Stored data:
**********

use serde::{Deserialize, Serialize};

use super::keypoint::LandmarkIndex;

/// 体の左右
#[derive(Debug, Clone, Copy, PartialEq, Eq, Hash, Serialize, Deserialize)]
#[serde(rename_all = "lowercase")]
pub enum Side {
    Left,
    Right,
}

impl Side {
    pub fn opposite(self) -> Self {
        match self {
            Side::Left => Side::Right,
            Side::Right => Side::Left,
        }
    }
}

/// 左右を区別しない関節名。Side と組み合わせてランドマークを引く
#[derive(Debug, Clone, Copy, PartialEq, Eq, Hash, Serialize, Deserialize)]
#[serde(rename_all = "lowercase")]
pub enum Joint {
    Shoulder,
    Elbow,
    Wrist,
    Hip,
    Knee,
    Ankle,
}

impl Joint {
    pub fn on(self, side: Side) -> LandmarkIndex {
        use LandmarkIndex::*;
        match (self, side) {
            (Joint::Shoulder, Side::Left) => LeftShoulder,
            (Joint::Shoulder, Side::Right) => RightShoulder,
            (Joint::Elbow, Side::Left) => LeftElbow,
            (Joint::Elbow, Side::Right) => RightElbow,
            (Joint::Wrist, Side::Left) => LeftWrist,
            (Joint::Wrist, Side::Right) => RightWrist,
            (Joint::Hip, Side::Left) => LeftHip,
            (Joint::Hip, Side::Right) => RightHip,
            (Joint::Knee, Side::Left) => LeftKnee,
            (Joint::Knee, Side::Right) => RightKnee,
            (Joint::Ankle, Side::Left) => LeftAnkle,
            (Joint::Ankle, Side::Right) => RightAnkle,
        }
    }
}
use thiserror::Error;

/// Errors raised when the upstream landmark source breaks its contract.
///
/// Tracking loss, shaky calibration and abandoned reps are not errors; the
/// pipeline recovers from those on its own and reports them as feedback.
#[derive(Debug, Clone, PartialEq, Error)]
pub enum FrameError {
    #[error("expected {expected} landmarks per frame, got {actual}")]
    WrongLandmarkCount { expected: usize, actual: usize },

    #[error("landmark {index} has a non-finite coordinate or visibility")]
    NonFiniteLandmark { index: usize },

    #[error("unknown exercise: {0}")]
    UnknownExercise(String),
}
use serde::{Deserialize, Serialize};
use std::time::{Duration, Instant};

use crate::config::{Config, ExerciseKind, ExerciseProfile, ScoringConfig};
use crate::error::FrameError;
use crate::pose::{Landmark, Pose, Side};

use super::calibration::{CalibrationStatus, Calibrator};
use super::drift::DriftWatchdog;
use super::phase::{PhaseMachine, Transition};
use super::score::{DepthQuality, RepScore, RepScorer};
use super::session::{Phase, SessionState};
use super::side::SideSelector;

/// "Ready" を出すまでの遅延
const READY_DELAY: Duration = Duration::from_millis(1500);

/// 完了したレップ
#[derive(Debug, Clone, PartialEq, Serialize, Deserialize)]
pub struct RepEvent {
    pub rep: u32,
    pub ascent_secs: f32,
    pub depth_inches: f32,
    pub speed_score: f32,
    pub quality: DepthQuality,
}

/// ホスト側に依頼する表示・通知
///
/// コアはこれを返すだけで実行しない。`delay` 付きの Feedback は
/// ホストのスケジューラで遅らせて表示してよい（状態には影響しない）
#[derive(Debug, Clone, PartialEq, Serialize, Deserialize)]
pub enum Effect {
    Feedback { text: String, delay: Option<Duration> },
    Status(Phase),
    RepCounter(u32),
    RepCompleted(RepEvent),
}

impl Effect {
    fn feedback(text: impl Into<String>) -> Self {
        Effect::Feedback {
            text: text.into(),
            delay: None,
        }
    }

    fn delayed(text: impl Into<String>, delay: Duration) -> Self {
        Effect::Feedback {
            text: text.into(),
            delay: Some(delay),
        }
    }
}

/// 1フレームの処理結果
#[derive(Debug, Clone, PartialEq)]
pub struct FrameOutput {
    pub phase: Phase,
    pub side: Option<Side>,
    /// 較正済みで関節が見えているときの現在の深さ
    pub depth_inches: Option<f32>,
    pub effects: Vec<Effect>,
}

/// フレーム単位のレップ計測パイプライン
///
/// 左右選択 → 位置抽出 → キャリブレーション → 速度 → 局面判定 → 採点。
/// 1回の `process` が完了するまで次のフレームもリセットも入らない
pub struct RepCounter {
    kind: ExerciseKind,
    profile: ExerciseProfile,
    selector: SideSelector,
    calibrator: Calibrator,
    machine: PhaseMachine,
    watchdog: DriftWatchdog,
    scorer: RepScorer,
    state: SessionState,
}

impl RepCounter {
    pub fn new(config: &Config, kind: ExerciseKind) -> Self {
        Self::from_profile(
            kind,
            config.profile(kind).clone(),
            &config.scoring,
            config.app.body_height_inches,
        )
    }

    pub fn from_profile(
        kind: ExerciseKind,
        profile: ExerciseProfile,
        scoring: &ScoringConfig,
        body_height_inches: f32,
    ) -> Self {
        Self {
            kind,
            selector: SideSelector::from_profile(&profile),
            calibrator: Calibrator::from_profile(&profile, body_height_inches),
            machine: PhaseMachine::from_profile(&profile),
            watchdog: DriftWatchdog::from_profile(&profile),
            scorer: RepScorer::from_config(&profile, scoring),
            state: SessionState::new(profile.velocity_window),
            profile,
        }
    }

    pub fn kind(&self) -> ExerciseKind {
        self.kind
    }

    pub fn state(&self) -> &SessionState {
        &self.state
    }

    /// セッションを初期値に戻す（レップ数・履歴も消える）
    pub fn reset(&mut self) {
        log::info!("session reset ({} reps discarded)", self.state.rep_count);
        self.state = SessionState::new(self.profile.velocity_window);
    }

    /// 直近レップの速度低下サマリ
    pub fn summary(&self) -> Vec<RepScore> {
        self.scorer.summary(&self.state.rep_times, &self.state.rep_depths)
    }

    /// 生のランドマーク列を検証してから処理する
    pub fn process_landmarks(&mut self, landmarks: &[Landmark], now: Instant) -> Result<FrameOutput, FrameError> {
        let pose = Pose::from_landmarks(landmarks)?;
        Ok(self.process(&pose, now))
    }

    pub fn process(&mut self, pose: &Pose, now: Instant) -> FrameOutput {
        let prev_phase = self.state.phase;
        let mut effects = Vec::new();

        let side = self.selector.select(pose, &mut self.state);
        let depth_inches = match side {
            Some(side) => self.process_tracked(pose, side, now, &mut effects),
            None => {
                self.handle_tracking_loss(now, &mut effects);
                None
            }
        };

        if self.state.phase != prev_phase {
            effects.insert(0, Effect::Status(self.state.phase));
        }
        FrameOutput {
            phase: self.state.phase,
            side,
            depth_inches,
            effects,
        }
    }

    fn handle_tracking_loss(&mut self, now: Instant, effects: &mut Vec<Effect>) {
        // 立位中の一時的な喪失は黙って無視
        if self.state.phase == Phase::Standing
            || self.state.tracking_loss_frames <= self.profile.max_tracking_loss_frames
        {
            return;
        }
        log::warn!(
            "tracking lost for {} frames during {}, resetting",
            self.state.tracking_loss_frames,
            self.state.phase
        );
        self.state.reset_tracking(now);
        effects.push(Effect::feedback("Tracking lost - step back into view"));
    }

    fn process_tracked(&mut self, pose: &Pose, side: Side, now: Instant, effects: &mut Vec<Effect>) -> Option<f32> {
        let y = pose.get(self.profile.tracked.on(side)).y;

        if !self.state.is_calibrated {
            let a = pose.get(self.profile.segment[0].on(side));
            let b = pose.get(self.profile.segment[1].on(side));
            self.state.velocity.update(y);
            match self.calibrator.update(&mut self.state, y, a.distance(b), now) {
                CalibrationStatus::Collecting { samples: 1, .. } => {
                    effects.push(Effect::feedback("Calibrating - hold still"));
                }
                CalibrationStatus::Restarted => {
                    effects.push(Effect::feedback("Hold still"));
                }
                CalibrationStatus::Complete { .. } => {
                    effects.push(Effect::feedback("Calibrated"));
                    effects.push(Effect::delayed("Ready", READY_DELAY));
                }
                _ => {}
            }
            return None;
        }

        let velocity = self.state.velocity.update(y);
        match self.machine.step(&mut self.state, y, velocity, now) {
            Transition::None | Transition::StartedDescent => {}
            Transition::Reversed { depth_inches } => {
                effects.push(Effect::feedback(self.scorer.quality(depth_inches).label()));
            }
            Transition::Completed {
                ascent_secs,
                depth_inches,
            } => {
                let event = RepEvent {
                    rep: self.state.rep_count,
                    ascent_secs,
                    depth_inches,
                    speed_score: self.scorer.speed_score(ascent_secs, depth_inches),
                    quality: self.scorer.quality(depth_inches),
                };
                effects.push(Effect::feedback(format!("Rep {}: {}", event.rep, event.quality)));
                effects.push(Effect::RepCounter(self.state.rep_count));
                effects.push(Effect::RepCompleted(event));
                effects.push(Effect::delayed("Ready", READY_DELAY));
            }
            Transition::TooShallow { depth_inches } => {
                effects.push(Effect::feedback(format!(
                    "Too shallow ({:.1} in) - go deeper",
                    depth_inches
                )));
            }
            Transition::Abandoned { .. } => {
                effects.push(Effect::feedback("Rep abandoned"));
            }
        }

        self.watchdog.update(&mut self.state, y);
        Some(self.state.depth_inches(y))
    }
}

**********

Which lines of the entries above contain the string "step"? Copy each one.

**RESULT FOR THIS TASK**
        effects.push(Effect::feedback("Tracking lost - step back into view"));
        match self.machine.step(&mut self.state, y, velocity, now) {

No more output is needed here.